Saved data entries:
● ● ● ●

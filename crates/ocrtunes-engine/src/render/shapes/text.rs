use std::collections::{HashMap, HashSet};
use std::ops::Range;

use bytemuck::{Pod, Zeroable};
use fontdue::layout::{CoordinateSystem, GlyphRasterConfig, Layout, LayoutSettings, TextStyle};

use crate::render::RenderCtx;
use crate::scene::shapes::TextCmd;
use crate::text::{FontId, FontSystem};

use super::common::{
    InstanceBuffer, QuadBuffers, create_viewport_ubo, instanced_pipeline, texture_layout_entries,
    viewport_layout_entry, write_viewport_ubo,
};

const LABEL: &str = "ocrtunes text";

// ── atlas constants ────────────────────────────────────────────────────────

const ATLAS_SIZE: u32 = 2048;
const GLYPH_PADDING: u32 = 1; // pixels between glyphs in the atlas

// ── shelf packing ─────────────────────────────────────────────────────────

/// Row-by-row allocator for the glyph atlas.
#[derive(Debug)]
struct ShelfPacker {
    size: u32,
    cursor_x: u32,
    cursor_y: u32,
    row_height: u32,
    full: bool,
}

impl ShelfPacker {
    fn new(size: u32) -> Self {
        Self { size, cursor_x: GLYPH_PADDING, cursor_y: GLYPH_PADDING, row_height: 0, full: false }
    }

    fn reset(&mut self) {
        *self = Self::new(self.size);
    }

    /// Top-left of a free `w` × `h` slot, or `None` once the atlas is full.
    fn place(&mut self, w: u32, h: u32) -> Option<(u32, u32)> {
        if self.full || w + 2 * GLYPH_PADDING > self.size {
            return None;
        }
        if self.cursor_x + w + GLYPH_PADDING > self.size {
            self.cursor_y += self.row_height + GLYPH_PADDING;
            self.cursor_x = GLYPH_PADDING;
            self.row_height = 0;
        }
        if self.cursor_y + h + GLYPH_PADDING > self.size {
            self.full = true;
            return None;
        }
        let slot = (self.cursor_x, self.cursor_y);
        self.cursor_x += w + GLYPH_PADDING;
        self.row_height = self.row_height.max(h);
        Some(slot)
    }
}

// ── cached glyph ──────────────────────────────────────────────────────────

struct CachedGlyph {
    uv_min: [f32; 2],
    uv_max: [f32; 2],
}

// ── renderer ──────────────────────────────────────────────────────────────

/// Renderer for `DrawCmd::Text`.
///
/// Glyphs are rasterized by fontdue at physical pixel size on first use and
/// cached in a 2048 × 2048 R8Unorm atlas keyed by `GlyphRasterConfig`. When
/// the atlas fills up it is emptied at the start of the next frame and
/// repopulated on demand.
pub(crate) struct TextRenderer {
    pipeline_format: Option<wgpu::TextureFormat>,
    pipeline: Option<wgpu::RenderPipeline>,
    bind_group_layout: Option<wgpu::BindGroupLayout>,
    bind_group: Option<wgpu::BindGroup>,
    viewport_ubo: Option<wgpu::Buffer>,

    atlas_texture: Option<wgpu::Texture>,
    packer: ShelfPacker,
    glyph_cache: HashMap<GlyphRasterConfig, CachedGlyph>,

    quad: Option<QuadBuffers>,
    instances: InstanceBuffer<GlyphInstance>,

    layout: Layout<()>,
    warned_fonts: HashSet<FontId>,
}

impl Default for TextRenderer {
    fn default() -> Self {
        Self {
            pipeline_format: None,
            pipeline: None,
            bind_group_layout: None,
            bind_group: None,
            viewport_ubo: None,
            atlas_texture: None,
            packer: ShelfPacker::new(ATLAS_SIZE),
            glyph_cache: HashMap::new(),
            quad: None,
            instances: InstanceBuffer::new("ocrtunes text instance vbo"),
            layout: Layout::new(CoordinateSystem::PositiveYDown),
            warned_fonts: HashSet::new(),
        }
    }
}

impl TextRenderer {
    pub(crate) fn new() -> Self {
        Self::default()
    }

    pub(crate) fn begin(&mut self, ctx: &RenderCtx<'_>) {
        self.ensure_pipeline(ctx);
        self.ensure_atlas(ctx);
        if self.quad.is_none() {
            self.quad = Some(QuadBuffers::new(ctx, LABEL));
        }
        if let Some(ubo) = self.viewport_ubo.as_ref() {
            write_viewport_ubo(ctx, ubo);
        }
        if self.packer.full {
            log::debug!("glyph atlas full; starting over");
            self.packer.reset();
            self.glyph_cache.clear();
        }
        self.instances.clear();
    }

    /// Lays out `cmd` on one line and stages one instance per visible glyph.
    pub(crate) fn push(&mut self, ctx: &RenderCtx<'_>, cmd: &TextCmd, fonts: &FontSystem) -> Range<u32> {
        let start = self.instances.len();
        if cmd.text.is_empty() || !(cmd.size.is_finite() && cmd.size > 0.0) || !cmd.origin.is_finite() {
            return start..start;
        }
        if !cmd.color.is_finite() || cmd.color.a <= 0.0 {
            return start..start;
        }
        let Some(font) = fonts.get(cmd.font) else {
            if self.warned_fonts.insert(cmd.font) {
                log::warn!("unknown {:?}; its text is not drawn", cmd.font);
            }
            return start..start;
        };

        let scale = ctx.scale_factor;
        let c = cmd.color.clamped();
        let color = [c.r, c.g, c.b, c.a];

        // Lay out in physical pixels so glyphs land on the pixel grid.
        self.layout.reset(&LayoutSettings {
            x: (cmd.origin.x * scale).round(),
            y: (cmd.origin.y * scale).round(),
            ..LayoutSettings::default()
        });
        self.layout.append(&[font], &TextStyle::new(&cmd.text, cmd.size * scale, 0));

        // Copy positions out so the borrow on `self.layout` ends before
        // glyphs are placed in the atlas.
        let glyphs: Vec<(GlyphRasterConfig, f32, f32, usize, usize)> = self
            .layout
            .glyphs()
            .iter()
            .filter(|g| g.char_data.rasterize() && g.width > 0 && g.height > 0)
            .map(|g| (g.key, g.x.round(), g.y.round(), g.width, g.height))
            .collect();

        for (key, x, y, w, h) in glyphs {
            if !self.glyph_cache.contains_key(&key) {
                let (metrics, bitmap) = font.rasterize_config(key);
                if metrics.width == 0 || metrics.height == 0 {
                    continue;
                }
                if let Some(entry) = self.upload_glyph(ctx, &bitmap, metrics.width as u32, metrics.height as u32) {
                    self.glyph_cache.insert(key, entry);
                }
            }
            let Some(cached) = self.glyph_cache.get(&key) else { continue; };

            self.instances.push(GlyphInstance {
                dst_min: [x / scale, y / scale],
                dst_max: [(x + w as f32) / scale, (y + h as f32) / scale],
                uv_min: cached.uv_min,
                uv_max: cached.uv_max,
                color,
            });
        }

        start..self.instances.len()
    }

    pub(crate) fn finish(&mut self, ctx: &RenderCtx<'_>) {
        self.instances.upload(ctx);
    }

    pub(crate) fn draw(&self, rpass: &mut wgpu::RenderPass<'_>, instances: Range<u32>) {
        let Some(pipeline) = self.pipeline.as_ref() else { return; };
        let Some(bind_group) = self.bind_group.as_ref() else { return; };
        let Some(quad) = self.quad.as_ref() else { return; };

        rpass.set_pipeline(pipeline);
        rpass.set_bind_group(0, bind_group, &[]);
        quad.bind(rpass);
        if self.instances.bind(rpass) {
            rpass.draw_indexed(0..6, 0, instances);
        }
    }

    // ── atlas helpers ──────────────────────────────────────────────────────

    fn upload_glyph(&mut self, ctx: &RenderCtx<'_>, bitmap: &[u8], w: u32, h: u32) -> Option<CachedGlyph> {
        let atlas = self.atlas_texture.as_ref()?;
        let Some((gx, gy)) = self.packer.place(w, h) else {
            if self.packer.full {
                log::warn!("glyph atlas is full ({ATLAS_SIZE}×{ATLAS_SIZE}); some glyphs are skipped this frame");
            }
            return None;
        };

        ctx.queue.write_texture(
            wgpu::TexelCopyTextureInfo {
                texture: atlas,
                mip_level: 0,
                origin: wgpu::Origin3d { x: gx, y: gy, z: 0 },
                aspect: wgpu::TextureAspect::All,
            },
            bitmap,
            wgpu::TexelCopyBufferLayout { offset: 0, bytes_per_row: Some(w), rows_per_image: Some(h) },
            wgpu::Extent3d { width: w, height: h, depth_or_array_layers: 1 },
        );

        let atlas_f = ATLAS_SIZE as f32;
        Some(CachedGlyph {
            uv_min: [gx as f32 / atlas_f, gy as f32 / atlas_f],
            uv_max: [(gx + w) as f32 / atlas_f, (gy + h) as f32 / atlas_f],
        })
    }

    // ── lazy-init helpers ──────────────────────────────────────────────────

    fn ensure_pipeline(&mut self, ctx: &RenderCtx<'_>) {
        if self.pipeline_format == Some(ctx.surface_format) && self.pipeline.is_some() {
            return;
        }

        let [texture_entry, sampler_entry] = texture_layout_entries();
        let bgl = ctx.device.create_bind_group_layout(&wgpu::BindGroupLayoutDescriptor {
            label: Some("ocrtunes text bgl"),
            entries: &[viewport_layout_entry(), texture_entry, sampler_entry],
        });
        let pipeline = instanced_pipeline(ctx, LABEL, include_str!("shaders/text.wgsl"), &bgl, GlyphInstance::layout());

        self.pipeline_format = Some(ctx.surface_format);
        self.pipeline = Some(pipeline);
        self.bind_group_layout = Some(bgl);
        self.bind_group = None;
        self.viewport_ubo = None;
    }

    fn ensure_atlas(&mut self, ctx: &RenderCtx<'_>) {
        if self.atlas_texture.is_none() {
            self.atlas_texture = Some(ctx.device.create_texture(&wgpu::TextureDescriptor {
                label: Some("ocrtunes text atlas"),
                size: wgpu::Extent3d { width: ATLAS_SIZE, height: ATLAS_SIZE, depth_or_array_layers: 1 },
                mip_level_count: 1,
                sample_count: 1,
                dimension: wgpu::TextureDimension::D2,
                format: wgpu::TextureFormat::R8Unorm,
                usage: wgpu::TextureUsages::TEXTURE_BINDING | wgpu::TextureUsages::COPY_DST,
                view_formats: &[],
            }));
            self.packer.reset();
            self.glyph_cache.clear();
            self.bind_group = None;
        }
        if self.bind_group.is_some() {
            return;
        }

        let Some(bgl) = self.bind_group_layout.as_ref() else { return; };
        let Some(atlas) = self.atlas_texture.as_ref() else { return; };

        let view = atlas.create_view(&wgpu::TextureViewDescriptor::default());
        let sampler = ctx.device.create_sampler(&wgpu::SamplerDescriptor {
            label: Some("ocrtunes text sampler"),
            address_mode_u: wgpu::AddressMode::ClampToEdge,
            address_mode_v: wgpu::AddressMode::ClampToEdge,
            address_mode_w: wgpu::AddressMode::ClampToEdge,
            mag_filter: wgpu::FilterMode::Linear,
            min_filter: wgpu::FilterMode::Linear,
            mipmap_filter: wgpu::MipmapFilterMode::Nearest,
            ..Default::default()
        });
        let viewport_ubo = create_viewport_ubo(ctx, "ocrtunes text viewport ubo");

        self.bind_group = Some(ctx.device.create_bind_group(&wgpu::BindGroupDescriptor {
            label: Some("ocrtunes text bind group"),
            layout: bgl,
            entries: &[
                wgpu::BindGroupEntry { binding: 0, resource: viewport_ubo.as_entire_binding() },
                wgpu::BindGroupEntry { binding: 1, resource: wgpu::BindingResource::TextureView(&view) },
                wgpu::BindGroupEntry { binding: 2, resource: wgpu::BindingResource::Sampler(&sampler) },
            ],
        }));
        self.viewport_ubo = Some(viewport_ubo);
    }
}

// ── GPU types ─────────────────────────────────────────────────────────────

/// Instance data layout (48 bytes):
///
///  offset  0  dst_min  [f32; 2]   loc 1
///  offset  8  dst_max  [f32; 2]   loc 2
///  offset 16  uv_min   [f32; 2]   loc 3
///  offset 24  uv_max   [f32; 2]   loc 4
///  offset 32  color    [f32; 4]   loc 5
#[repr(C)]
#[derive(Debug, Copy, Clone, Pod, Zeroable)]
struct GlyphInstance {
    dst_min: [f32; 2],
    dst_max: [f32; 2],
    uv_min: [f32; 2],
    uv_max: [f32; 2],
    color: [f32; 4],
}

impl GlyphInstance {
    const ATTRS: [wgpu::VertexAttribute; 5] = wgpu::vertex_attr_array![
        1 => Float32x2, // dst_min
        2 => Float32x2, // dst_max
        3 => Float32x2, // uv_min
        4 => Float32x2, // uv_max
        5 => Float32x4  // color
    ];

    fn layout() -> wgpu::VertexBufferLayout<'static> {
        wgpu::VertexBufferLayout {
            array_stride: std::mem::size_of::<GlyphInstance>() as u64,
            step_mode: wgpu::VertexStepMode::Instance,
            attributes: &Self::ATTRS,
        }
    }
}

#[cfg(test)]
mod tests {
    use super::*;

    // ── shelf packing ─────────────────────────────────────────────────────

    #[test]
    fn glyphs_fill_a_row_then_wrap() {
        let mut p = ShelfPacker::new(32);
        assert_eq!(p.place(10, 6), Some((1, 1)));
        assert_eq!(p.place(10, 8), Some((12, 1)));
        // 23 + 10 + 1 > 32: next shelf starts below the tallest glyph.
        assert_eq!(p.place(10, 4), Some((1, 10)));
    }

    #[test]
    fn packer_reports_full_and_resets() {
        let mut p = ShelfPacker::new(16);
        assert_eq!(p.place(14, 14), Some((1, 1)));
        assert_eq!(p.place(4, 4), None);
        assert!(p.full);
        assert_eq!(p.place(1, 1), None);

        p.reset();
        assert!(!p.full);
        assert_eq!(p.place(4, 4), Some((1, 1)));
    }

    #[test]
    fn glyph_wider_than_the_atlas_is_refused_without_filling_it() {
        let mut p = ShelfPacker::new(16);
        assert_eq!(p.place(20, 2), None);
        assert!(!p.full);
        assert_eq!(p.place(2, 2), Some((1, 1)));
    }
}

● ● ● ●

GOAL OF THE EXERCISE:
For this exercise, gather every line of the data that contains the word "next".

SOLUTION TO THE EXERCISE:
/// the atlas fills up it is emptied at the start of the next frame and
        // 23 + 10 + 1 > 32: next shelf starts below the tallest glyph.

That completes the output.